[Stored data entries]
——

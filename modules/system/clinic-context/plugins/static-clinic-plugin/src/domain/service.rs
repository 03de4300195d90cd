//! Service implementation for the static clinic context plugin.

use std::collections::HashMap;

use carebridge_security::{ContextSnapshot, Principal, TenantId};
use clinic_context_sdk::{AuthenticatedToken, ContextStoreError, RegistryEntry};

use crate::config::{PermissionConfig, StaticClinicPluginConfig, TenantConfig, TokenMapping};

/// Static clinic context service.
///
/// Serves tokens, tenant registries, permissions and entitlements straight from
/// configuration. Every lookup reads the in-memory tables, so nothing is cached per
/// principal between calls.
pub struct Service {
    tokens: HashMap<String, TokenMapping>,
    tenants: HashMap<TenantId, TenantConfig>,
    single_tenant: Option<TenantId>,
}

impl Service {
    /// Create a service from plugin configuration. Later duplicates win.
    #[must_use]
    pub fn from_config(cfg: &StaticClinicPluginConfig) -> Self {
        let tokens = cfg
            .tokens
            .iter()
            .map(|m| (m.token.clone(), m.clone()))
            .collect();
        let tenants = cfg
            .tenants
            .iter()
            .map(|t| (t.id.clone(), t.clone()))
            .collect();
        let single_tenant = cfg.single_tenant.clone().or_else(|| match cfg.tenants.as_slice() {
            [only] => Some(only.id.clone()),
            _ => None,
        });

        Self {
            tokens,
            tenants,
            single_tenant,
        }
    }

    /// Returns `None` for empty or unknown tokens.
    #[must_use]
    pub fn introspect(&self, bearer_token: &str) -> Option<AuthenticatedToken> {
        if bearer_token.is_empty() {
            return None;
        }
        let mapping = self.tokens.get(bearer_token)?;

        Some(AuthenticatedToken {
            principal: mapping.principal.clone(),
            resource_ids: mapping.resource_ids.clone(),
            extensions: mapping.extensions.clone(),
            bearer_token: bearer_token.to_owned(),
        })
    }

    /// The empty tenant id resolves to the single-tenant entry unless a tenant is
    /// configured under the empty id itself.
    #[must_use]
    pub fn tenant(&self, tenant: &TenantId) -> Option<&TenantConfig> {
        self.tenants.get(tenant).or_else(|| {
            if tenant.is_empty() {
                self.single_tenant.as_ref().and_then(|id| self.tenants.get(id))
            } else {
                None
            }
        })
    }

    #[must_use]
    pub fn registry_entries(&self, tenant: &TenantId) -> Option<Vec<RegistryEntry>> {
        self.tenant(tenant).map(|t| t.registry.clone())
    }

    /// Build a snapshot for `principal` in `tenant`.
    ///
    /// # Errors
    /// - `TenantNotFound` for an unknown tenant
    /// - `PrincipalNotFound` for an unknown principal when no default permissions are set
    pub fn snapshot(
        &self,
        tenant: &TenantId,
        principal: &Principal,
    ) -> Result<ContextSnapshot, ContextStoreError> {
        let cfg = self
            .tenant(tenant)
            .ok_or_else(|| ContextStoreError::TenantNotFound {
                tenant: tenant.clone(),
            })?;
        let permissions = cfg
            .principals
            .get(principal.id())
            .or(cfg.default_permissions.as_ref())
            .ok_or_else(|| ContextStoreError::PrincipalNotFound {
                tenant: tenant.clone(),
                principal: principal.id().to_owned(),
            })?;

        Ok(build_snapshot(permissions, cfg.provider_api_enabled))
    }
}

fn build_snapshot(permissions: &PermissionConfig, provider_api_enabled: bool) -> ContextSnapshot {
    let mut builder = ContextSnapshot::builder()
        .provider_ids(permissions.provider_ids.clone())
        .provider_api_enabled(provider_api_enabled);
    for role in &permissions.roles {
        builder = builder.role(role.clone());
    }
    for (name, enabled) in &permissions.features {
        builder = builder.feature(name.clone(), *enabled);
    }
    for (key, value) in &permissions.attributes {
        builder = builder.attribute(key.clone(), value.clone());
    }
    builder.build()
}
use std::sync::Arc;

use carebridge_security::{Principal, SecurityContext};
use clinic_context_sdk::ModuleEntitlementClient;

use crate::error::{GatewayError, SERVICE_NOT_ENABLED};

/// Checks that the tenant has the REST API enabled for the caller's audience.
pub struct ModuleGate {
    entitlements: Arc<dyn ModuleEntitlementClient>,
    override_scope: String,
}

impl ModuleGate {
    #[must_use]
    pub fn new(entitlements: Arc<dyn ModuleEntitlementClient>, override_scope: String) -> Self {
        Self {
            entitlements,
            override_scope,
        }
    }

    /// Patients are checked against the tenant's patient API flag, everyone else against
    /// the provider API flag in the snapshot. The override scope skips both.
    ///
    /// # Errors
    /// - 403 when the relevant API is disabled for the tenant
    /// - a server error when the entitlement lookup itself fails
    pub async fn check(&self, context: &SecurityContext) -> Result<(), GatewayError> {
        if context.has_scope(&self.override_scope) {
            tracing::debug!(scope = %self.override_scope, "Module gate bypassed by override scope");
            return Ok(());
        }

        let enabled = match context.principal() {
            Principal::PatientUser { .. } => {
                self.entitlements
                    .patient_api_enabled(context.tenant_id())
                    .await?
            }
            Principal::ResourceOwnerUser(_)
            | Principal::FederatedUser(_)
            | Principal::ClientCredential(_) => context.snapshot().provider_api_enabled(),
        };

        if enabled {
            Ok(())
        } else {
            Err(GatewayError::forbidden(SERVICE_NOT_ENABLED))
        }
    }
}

——

[EXERCISE INSTRUCTIONS]: Reproduce every line from the entries that holds the word "configuration".

[TASK RESPONSE]:
/// configuration. Every lookup reads the in-memory tables, so nothing is cached per
    /// Create a service from plugin configuration. Later duplicates win.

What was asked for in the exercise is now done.